As the years went by, covering his ears became second nature to him. And slowly he learned how to filter the sounds that were previously so agonizing for him. But as his sensory issues became more manageable, he developed real fears to take their place. I’ve mentioned before that he is afraid of bees and other flying insects, and a close second, also in the flying category, are bats. Yes, my son, the zombie movie aficionado, is afraid of bats. And this, in addition to Aidan’s mild claustrophobia, has prevented us for years from going as a family to nearby Oregon Caves National Monument, which I enjoyed as a child. But I am nothing if not determined. Every year for the past five years I’ve tried to chip away a little at the bat fear. One year I bought Stellaluna. Last year for homeschooling we studied bats on Wikipedia, something that Nigel likes to refer to. This year I found my old Oregon Caves pamphlet which distinctly says that the bat population “peaks in the fall when bats swarm to breed,” and told him that both times I had been to Oregon Caves, I had not seen a single bat. So this year, in the spring, he was finally ready. And Aidan decided that since Nigel was going to stare down a fear, he was game to do the same.

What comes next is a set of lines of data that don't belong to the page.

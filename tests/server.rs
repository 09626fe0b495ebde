//! Admin HTTP API against a live server on a free port.

use async_trait::async_trait;
use serde_json::{json, Value};
use std::sync::Arc;
use tempfile::TempDir;

use grant_discovery::auth::issue_token;
use grant_discovery::config::{Config, TriggerMode};
use grant_discovery::db;
use grant_discovery::discovery::Pipeline;
use grant_discovery::error::Result;
use grant_discovery::migrate;
use grant_discovery::models::{RawListing, SourceKind};
use grant_discovery::notify::LogNotifier;
use grant_discovery::server::run_server;
use grant_discovery::traits::{GrantSource, SourceRegistry};

const SECRET: &str = "test-admin-secret";

struct FixtureSource;

#[async_trait]
impl GrantSource for FixtureSource {
    fn name(&self) -> &str {
        "fixture"
    }

    fn description(&self) -> &str {
        "two fixed listings"
    }

    fn kind(&self) -> SourceKind {
        SourceKind::Api
    }

    async fn fetch(&self) -> Result<Vec<RawListing>> {
        Ok(vec![
            RawListing::text(
                "fixture",
                SourceKind::Api,
                "f-1",
                "Accessibility Ramp Grant",
                "Syracuse residents with disabilities may receive up to $8,000 for ramps.",
            ),
            RawListing::text(
                "fixture",
                SourceKind::Api,
                "f-2",
                "Furnace Replacement Program",
                "Onondaga County homeowners. Contact heat@example.org.",
            ),
        ])
    }
}

fn find_free_port() -> u16 {
    let listener = std::net::TcpListener::bind("127.0.0.1:0").unwrap();
    listener.local_addr().unwrap().port()
}

async fn wait_for_server(port: u16) {
    let client = reqwest::Client::new();
    let url = format!("http://127.0.0.1:{}/health", port);
    for _ in 0..50 {
        tokio::time::sleep(std::time::Duration::from_millis(100)).await;
        if let Ok(resp) = client.get(&url).send().await {
            if resp.status().is_success() {
                return;
            }
        }
    }
    panic!("Server did not become ready within 5 seconds");
}

async fn start_server(tmp: &TempDir, mode: TriggerMode) -> String {
    let port = find_free_port();
    let mut cfg = Config::minimal(tmp.path().join("grants.sqlite"));
    cfg.server.bind = format!("127.0.0.1:{}", port);
    cfg.server.admin_secret = Some(SECRET.to_string());
    cfg.discovery.trigger_mode = mode;

    let pool = db::connect(&cfg).await.unwrap();
    migrate::migrate_pool(&pool).await.unwrap();

    let mut registry = SourceRegistry::new();
    registry.register(Arc::new(FixtureSource));
    let pipeline = Pipeline::new(Arc::new(cfg), pool, registry, Arc::new(LogNotifier));

    tokio::spawn(async move {
        run_server(pipeline).await.ok();
    });
    wait_for_server(port).await;
    format!("http://127.0.0.1:{}", port)
}

fn bearer() -> String {
    format!("Bearer {}", issue_token(SECRET, "alice").unwrap())
}

async fn run_sync(client: &reqwest::Client, base: &str) -> Value {
    let resp = client
        .post(format!("{}/api/discovery/run", base))
        .header("Authorization", bearer())
        .json(&json!({"send_notification": false}))
        .send()
        .await
        .unwrap();
    assert_eq!(resp.status(), 200);
    resp.json().await.unwrap()
}

async fn first_grant_id(client: &reqwest::Client, base: &str) -> String {
    let resp = client
        .get(format!("{}/api/discovery/grants?status=pending&sort_by=name&sort_order=asc", base))
        .header("Authorization", bearer())
        .send()
        .await
        .unwrap();
    assert_eq!(resp.status(), 200);
    let body: Value = resp.json().await.unwrap();
    body["items"][0]["id"].as_str().unwrap().to_string()
}

#[tokio::test]
async fn test_health_is_open_and_api_requires_token() {
    let tmp = TempDir::new().unwrap();
    let base = start_server(&tmp, TriggerMode::Sync).await;
    let client = reqwest::Client::new();

    let resp = client.get(format!("{}/health", base)).send().await.unwrap();
    assert_eq!(resp.status(), 200);
    let body: Value = resp.json().await.unwrap();
    assert_eq!(body["status"], "ok");

    let resp = client
        .get(format!("{}/api/discovery/stats", base))
        .send()
        .await
        .unwrap();
    assert_eq!(resp.status(), 401);
    let body: Value = resp.json().await.unwrap();
    assert_eq!(body["error"]["code"], "unauthorized");

    let forged = format!("alice.{}", "0".repeat(64));
    let resp = client
        .get(format!("{}/api/discovery/stats", base))
        .header("Authorization", format!("Bearer {}", forged))
        .send()
        .await
        .unwrap();
    assert_eq!(resp.status(), 401);

    let resp = client
        .get(format!("{}/api/discovery/stats", base))
        .header("Authorization", bearer())
        .send()
        .await
        .unwrap();
    assert_eq!(resp.status(), 200);
    let body: Value = resp.json().await.unwrap();
    assert_eq!(body["total_runs"], 0);
}

#[tokio::test]
async fn test_run_then_approve_flow() {
    let tmp = TempDir::new().unwrap();
    let base = start_server(&tmp, TriggerMode::Sync).await;
    let client = reqwest::Client::new();

    let run = run_sync(&client, &base).await;
    assert_eq!(run["status"], "completed");
    assert_eq!(run["grants_discovered"], 2);

    let resp = client
        .get(format!("{}/api/discovery/runs/{}", base, run["id"].as_str().unwrap()))
        .header("Authorization", bearer())
        .send()
        .await
        .unwrap();
    assert_eq!(resp.status(), 200);

    let id = first_grant_id(&client, &base).await;
    let approve_url = format!("{}/api/discovery/grants/{}/approve", base, id);
    let resp = client
        .post(&approve_url)
        .header("Authorization", bearer())
        .json(&json!({"priority_rank": 70}))
        .send()
        .await
        .unwrap();
    assert_eq!(resp.status(), 201);
    let body: Value = resp.json().await.unwrap();
    assert_eq!(body["program"]["program_key"], "accessibility_ramp_grant");

    let resp = client
        .get(format!("{}/api/discovery/grants/{}", base, id))
        .header("Authorization", bearer())
        .send()
        .await
        .unwrap();
    let grant: Value = resp.json().await.unwrap();
    assert_eq!(grant["review_status"], "approved");
    assert_eq!(grant["reviewed_by"], "alice");

    let resp = client
        .post(&approve_url)
        .header("Authorization", bearer())
        .json(&json!({}))
        .send()
        .await
        .unwrap();
    assert_eq!(resp.status(), 409);
    let body: Value = resp.json().await.unwrap();
    assert_eq!(body["error"]["code"], "invalid_state");
}

#[tokio::test]
async fn test_reject_and_mark_duplicate_errors() {
    let tmp = TempDir::new().unwrap();
    let base = start_server(&tmp, TriggerMode::Sync).await;
    let client = reqwest::Client::new();
    run_sync(&client, &base).await;
    let id = first_grant_id(&client, &base).await;

    let reject_url = format!("{}/api/discovery/grants/{}/reject", base, id);
    let resp = client
        .post(&reject_url)
        .header("Authorization", bearer())
        .json(&json!({"reason": ""}))
        .send()
        .await
        .unwrap();
    assert_eq!(resp.status(), 400);
    let body: Value = resp.json().await.unwrap();
    assert_eq!(body["error"]["code"], "validation_error");

    let resp = client
        .post(format!("{}/api/discovery/grants/{}/mark-duplicate", base, id))
        .header("Authorization", bearer())
        .json(&json!({"program_key": "nothing_here"}))
        .send()
        .await
        .unwrap();
    assert_eq!(resp.status(), 404);

    let resp = client
        .post(&reject_url)
        .header("Authorization", bearer())
        .json(&json!({"reason": "Outside Syracuse"}))
        .send()
        .await
        .unwrap();
    assert_eq!(resp.status(), 200);
    let body: Value = resp.json().await.unwrap();
    assert_eq!(body["review_status"], "rejected");

    let resp = client
        .get(format!("{}/api/discovery/grants/does-not-exist", base))
        .header("Authorization", bearer())
        .send()
        .await
        .unwrap();
    assert_eq!(resp.status(), 404);
}

#[tokio::test]
async fn test_grant_listing_filters() {
    let tmp = TempDir::new().unwrap();
    let base = start_server(&tmp, TriggerMode::Sync).await;
    let client = reqwest::Client::new();
    run_sync(&client, &base).await;

    let resp = client
        .get(format!("{}/api/discovery/grants?search=furnace", base))
        .header("Authorization", bearer())
        .send()
        .await
        .unwrap();
    let body: Value = resp.json().await.unwrap();
    assert_eq!(body["total"], 1);
    assert_eq!(body["items"][0]["name"], "Furnace Replacement Program");

    let resp = client
        .get(format!("{}/api/discovery/grants?limit=500", base))
        .header("Authorization", bearer())
        .send()
        .await
        .unwrap();
    assert_eq!(resp.status(), 400);

    let resp = client
        .get(format!("{}/api/discovery/grants?sort_by=agency", base))
        .header("Authorization", bearer())
        .send()
        .await
        .unwrap();
    assert_eq!(resp.status(), 400);
}

#[tokio::test]
async fn test_background_run_and_unknown_source() {
    let tmp = TempDir::new().unwrap();
    let base = start_server(&tmp, TriggerMode::Background).await;
    let client = reqwest::Client::new();

    let resp = client
        .post(format!("{}/api/discovery/run", base))
        .header("Authorization", bearer())
        .json(&json!({"sources": ["rss:missing"]}))
        .send()
        .await
        .unwrap();
    assert_eq!(resp.status(), 400);

    let resp = client
        .post(format!("{}/api/discovery/run", base))
        .header("Authorization", bearer())
        .json(&json!({"sources": ["api"], "send_notification": false}))
        .send()
        .await
        .unwrap();
    assert_eq!(resp.status(), 202);
    let run: Value = resp.json().await.unwrap();
    assert_eq!(run["status"], "running");
    let run_url = format!("{}/api/discovery/runs/{}", base, run["id"].as_str().unwrap());

    let mut status = String::new();
    for _ in 0..50 {
        tokio::time::sleep(std::time::Duration::from_millis(50)).await;
        let body: Value = client
            .get(&run_url)
            .header("Authorization", bearer())
            .send()
            .await
            .unwrap()
            .json()
            .await
            .unwrap();
        status = body["status"].as_str().unwrap().to_string();
        if status != "running" {
            break;
        }
    }
    assert_eq!(status, "completed");

    let resp = client
        .get(format!("{}/api/discovery/runs?status=completed", base))
        .header("Authorization", bearer())
        .send()
        .await
        .unwrap();
    let body: Value = resp.json().await.unwrap();
    assert_eq!(body["total"], 1);
}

We arrived early so that we wouldn’t have to wait long for our tour, and started off with our Ranger tour guide and a group of fifteen other people. We spent over an hour inside the cave of amazing calcite formations, and both boys did really well. At one point, Nigel got a little nervous because the Ranger mentioned that there might be a bat in one of the rooms up ahead, and Nigel growled at another visitor to shut off his camera so that the flash would not upset the bat, causing it to fly into his face. But Nigel quickly regained his composure and proceeded into the room, and I was so proud of him that he went ahead in spite of his fear. Much to our relief, there were no visible bats, and Aidan was fine until the very end, when the cave started to get to him. But he stayed calm, and they both completed the tour. Yes, you read that correctly – they both completed the tour! No panic attacks! No screaming, yelling, or bolting! No whining even! I guess it was like teaching Nigel to cover his ears when he was little – it just took a few years of teaching and preparation. When he was ready, he was fine.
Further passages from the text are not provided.